Par ailleurs, la société civile n’ayant aucun rôle approprié à jouer dans les politiques commerciales et d’investissement, l’Union européenne a été invitée à créer un dialogue officiel et structuré avec la société civile sur les questions commerciales, ce qui a permis d’ouvrir un espace au sein duquel la société civile du sud peut partager ses préoccupations et ses priorités. Ceci constitue une avancée cruciale dans la mesure où les dialogues avec la société civile de la DG Trade ne sont ouverts qu’à la société civile européenne. En lien avec la nouvelle communication sur la région et la possible révision du plan d’action de la PEV, il a été demandé que le Green Deal de l’Union européenne soit traduit dans les programmations au niveau national. En la matière, l’accent a été en particulier mis sur le fait d’aller au-delà des indicateurs de croissance et de PIB dans le suivi de la contribution au développement économique, pour également évaluer la portée et l’impact de cette contribution sur le climat, l’énergie, les transports, l’agriculture, la biodiversité et les politiques industrielles.
- L’étude régionale sur la politique commerciale et d’investissement de l’UE
A partir de ces éléments, et afin d’approfondir la réflexion sur les impacts potentiels des politiques commerciales et d’investissement de l’UE sur le nouvel agenda pour la Méditerranée - question qui préoccupe la société civile, le Arab NGO Network for Development a commandité, au nom de Majalat, une recherche régionale pour explorer les politiques commerciales et d’investissement de l’UE.

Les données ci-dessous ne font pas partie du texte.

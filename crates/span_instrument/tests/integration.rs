use span_instrument::{
    install_backend, on_enter, on_exit, traced, AmbientContext, AttributeValue, CallOutcome,
    CompletedOperation, Invocation, MethodMeta, NameCache, OperationRecord, PropagationContext,
    SpanKind, SpanStatus, TargetSelector, TracingBackend, TypeDescriptor, Visibility,
};
use std::panic::{catch_unwind, AssertUnwindSafe};
use std::sync::{Arc, Mutex, OnceLock};

/// Backend that records every start/end for verification. Suppresses nested
/// duplicate wrapping: a unit only starts under a root ambient context.
struct RecordingBackend {
    starts: Mutex<Vec<(String, PropagationContext)>>,
    ends: Mutex<Vec<CompletedOperation>>,
}

impl RecordingBackend {
    fn new() -> Self {
        Self {
            starts: Mutex::new(Vec::new()),
            ends: Mutex::new(Vec::new()),
        }
    }

    fn starts_named(&self, name: &str) -> Vec<(String, PropagationContext)> {
        self.starts
            .lock()
            .unwrap()
            .iter()
            .filter(|(n, _)| n == name)
            .cloned()
            .collect()
    }

    fn ends_named(&self, name: &str) -> Vec<CompletedOperation> {
        self.ends
            .lock()
            .unwrap()
            .iter()
            .filter(|span| span.name == name)
            .cloned()
            .collect()
    }
}

impl TracingBackend for RecordingBackend {
    fn should_start(&self, parent: &PropagationContext, _invocation: &Invocation) -> bool {
        parent.is_root()
    }

    fn start(
        &self,
        parent: &PropagationContext,
        _invocation: &Invocation,
        name: String,
        kind: SpanKind,
    ) -> OperationRecord {
        self.starts.lock().unwrap().push((name.clone(), *parent));
        OperationRecord::begin(*parent, name, kind)
    }

    fn end(&self, record: OperationRecord, _invocation: &Invocation, outcome: CallOutcome) {
        self.ends.lock().unwrap().push(record.complete(&outcome));
    }
}

/// Installs the recording backend exactly once for the whole test binary.
/// Every test goes through this before touching the advice, so the lazily
/// constructed instrumenter binds to it.
fn recorder() -> &'static Arc<RecordingBackend> {
    static RECORDER: OnceLock<Arc<RecordingBackend>> = OnceLock::new();
    RECORDER.get_or_init(|| {
        let backend = Arc::new(RecordingBackend::new());
        install_backend(backend.clone()).expect("first install");
        backend
    })
}

/// Marker-based selector: stereotype-annotated types, public methods only.
struct MarkerSelector {
    markers: Vec<String>,
}

impl TargetSelector for MarkerSelector {
    fn matches_type(&self, candidate: &TypeDescriptor) -> bool {
        self.markers.iter().any(|m| candidate.has_marker(m))
    }

    fn matches_method(&self, _owner: &TypeDescriptor, method: &MethodMeta) -> bool {
        method.is_public()
    }
}

fn stereotype_selector() -> MarkerSelector {
    MarkerSelector {
        markers: vec!["Service".to_string(), "Component".to_string()],
    }
}

fn service(module: &str, name: &str) -> Arc<TypeDescriptor> {
    Arc::new(TypeDescriptor::named(module, name).with_markers(["Service"]))
}

#[test]
fn scenario_a_normal_return_records_one_span() {
    let backend = recorder();
    let selector = stereotype_selector();

    let owner = service("app::orders", "OrderService");
    let place = MethodMeta::new("place", Visibility::Public);
    assert!(selector.matches_type(&owner));
    assert!(selector.matches_method(&owner, &place));

    let invocation = Invocation::new(Arc::clone(&owner), place.name());
    let guard = on_enter(&invocation);
    assert!(guard.is_started());
    let confirmation: i64 = 42; // the wrapped call's return value
    on_exit(
        guard,
        &invocation,
        CallOutcome::Success(Some(AttributeValue::Int(confirmation))),
    );

    assert_eq!(backend.starts_named("OrderService.place").len(), 1);
    let ends = backend.ends_named("OrderService.place");
    assert_eq!(ends.len(), 1);
    let span = &ends[0];
    assert_eq!(span.kind, SpanKind::Internal);
    assert_eq!(span.status, SpanStatus::Ok);
    assert_eq!(span.parent_span_id, 0);
    assert_eq!(
        span.attributes.get("call.result"),
        Some(&AttributeValue::Int(42))
    );
    assert!(AmbientContext::current().is_root());
}

#[test]
fn scenario_b_panic_is_recorded_and_propagates_unchanged() {
    let backend = recorder();
    let owner = service("app::shipping", "ShipmentService");
    let invocation = Invocation::new(owner, "dispatch");

    let result = catch_unwind(AssertUnwindSafe(|| {
        traced(&invocation, || -> u32 { panic!("no capacity") })
    }));

    let payload = result.expect_err("the wrapped call's panic must reach the caller");
    assert_eq!(payload.downcast_ref::<&str>(), Some(&"no capacity"));

    assert_eq!(backend.starts_named("ShipmentService.dispatch").len(), 1);
    let ends = backend.ends_named("ShipmentService.dispatch");
    assert_eq!(ends.len(), 1);
    assert_eq!(ends[0].status, SpanStatus::Error);
    assert_eq!(
        ends[0].attributes.get("error.message"),
        Some(&AttributeValue::String("no capacity".to_string()))
    );
    assert!(AmbientContext::current().is_root());
}

#[test]
fn scenario_c_nested_call_is_skipped_but_still_runs() {
    let backend = recorder();
    let owner = service("app::billing", "BillingService");
    let invoice = Invocation::new(Arc::clone(&owner), "invoice");
    let settle = Invocation::new(owner, "settle");

    let mut inner_ran = false;
    traced(&invoice, || {
        let during_outer = AmbientContext::current();
        assert!(!during_outer.is_root());

        let settled = traced(&settle, || {
            inner_ran = true;
            // The skipped advice left the outer unit ambient.
            assert_eq!(AmbientContext::current(), during_outer);
            7_u32
        });
        assert_eq!(settled, 7);
        assert_eq!(AmbientContext::current(), during_outer);
    });

    assert!(inner_ran);
    assert_eq!(backend.starts_named("BillingService.invoice").len(), 1);
    assert_eq!(backend.ends_named("BillingService.invoice").len(), 1);
    assert!(backend.starts_named("BillingService.settle").is_empty());
    assert!(backend.ends_named("BillingService.settle").is_empty());
    assert!(AmbientContext::current().is_root());
}

#[test]
fn scenario_d_transient_type_is_reclaimable() {
    let cache = NameCache::new();
    let transient = Arc::new(
        TypeDescriptor::named("app::jobs", "RetryJob").with_markers(["Component"]),
    );
    let liveness = Arc::downgrade(&transient);

    assert_eq!(cache.name_for(&transient, "run"), "RetryJob.run");
    drop(transient);

    // The cache holds only a weak reference; no eviction code has run yet.
    assert!(liveness.upgrade().is_none());
    assert_eq!(cache.live_owners(), 0);

    // Inserting the next owner sweeps the dead entry.
    let next = service("app::jobs", "CleanupJob");
    cache.name_for(&next, "run");
    assert_eq!(cache.tracked_owners(), 1);
}

#[test]
fn concurrent_traced_calls_each_record_once() {
    let backend = recorder();
    let owner = service("app::parallel", "ParallelService");

    let mut handles = Vec::new();
    for _ in 0..8 {
        let owner = Arc::clone(&owner);
        handles.push(std::thread::spawn(move || {
            let invocation = Invocation::new(owner, "work");
            traced(&invocation, || ());
        }));
    }
    for handle in handles {
        handle.join().unwrap();
    }

    let ends = backend.ends_named("ParallelService.work");
    assert_eq!(ends.len(), 8);
    for span in &ends {
        assert_eq!(span.kind, SpanKind::Internal);
        assert_eq!(span.status, SpanStatus::Ok);
        assert_eq!(span.parent_span_id, 0);
        assert_ne!(span.span_id, 0);
    }
}

#[test]
fn selector_rejects_unmarked_types_and_private_methods() {
    let selector = stereotype_selector();

    let plain = TypeDescriptor::named("app::util", "Formatter");
    assert!(!selector.matches_type(&plain));

    let marked = service("app::orders", "OrderService");
    let helper = MethodMeta::new("validate", Visibility::Private);
    assert!(!selector.matches_method(&marked, &helper));
}

#[test]
fn second_backend_install_is_rejected() {
    recorder();
    let result = install_backend(Arc::new(span_instrument::NoopBackend));
    assert!(result.is_err());
}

La recherche s’est concentrée sur l’approche qu’a l’UE des politiques de développement économique, de commerce et d’investissement, dans le cadre du nouvel agenda. Elle a examiné si la résilience économique et les concepts de transition verte et numérique développés par l’UE répondaient à la transformation économique et sociale demandée par les populations des pays partenaires du sud. Par ailleurs, le document apporte des éléments sur les enseignements tirés des accords de libre-échange et des négociations des accords de libre-échange approfondis et complets.
Enfin, la recherche traite des besoins socio-économiques des pays partenaires du sud, à la lumière de la pandémie de COVID-19, et dans l’optique d’opérer des transformations profondes vers un développement durable au travers du partenariat avec l’UE.
La rencontre du dialogue national organisée par ANND offrira un espace pour présenter les conclusions de cette recherche et ouvrira un espace d’échange entre la société civile et les responsables de l’UE sur le développement économique et le dialogue social.